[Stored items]
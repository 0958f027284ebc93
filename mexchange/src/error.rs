//! Error taxonomy for the exchange layer.
//!
//! [`ExchangeError`] covers everything an operation hands back to its caller:
//! contention, routing and lost connections. [`FatalError`] covers transport
//! exhaustion and protocol violations, which never reach a caller and go to
//! the [`FatalHook`] instead.

use std::{fmt, sync::Arc};

use thiserror::Error;
use tracing::error;

use crate::{ack::AckError, protocol::WireError};

pub type ExchangeResult<T> = Result<T, ExchangeError>;

/// Wire code for [`ExchangeError::AlreadyExists`].
pub const CODE_ALREADY_EXISTS: u8 = 1;
/// Wire code for [`ExchangeError::NotFound`].
pub const CODE_NOT_FOUND: u8 = 2;

#[derive(Debug, Clone, PartialEq, Eq, Error)]
pub enum ExchangeError {
    #[error("ERR_ALREADY_EXISTS")]
    AlreadyExists,

    #[error("ERR_NOT_FOUND")]
    NotFound,

    /// The broker answered with a code this client does not know.
    #[error("unknown error (code {0})")]
    Unknown(u8),

    /// `replace_message_handler` was given a handler that is not the current one.
    #[error("handler mismatch")]
    HandlerMismatch,

    #[error("connection lost")]
    ConnectionLost,

    /// The encoded command would exceed the wire frame limit. Nothing was sent.
    #[error("frame of {0} bytes exceeds the wire limit")]
    FrameTooLarge(u64),
}

impl ExchangeError {
    /// Translates an ACK error byte into an error kind.
    pub fn from_code(code: u8) -> Self {
        match code {
            CODE_ALREADY_EXISTS => ExchangeError::AlreadyExists,
            CODE_NOT_FOUND => ExchangeError::NotFound,
            other => ExchangeError::Unknown(other),
        }
    }

    /// The byte carried by an ACK frame, for the kinds that travel on the wire.
    pub fn code(&self) -> Option<u8> {
        match self {
            ExchangeError::AlreadyExists => Some(CODE_ALREADY_EXISTS),
            ExchangeError::NotFound => Some(CODE_NOT_FOUND),
            ExchangeError::Unknown(code) => Some(*code),
            ExchangeError::HandlerMismatch
            | ExchangeError::ConnectionLost
            | ExchangeError::FrameTooLarge(_) => None,
        }
    }
}

/// Conditions that end the process.
#[derive(Debug, Error)]
pub enum FatalError {
    #[error("could not connect to broker at {addr} after {attempts} attempts: {last_error}")]
    ConnectExhausted {
        addr: String,
        attempts: u32,
        last_error: String,
    },

    #[error("connection to {addr} failed: {reason}")]
    ConnectionFailed { addr: String, reason: String },

    #[error("protocol violation: {0}")]
    Protocol(#[from] WireError),

    #[error("protocol violation: {0}")]
    Ack(#[from] AckError),
}

/// Callback run when a [`FatalError`] occurs.
///
/// The default logs the error and exits with status 1, leaving restarts to
/// an external supervisor. Tests install a hook that records the error.
#[derive(Clone)]
pub struct FatalHook(Arc<dyn Fn(&FatalError) + Send + Sync>);

impl FatalHook {
    pub fn new<F>(hook: F) -> Self
    where
        F: Fn(&FatalError) + Send + Sync + 'static,
    {
        Self(Arc::new(hook))
    }

    pub fn exit_process() -> Self {
        Self::new(|err| {
            error!(error = %err, "fatal exchange error, terminating process");
            std::process::exit(1);
        })
    }

    pub fn invoke(&self, err: &FatalError) {
        (self.0)(err)
    }
}

impl Default for FatalHook {
    fn default() -> Self {
        Self::exit_process()
    }
}

impl fmt::Debug for FatalHook {
    fn fmt(&self, f: &mut fmt::Formatter<'_>) -> fmt::Result {
        f.write_str("FatalHook")
    }
}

▶ **About this task**:
From the line containing "pub fn exit_process()" to the final line of the data above, transcribe every line exactly and nothing more.

▶ **Solution**:
    pub fn exit_process() -> Self {
        Self::new(|err| {
            error!(error = %err, "fatal exchange error, terminating process");
            std::process::exit(1);
        })
    }

    pub fn invoke(&self, err: &FatalError) {
        (self.0)(err)
    }
}

impl Default for FatalHook {
    fn default() -> Self {
        Self::exit_process()
    }
}

impl fmt::Debug for FatalHook {
    fn fmt(&self, f: &mut fmt::Formatter<'_>) -> fmt::Result {
        f.write_str("FatalHook")
    }
}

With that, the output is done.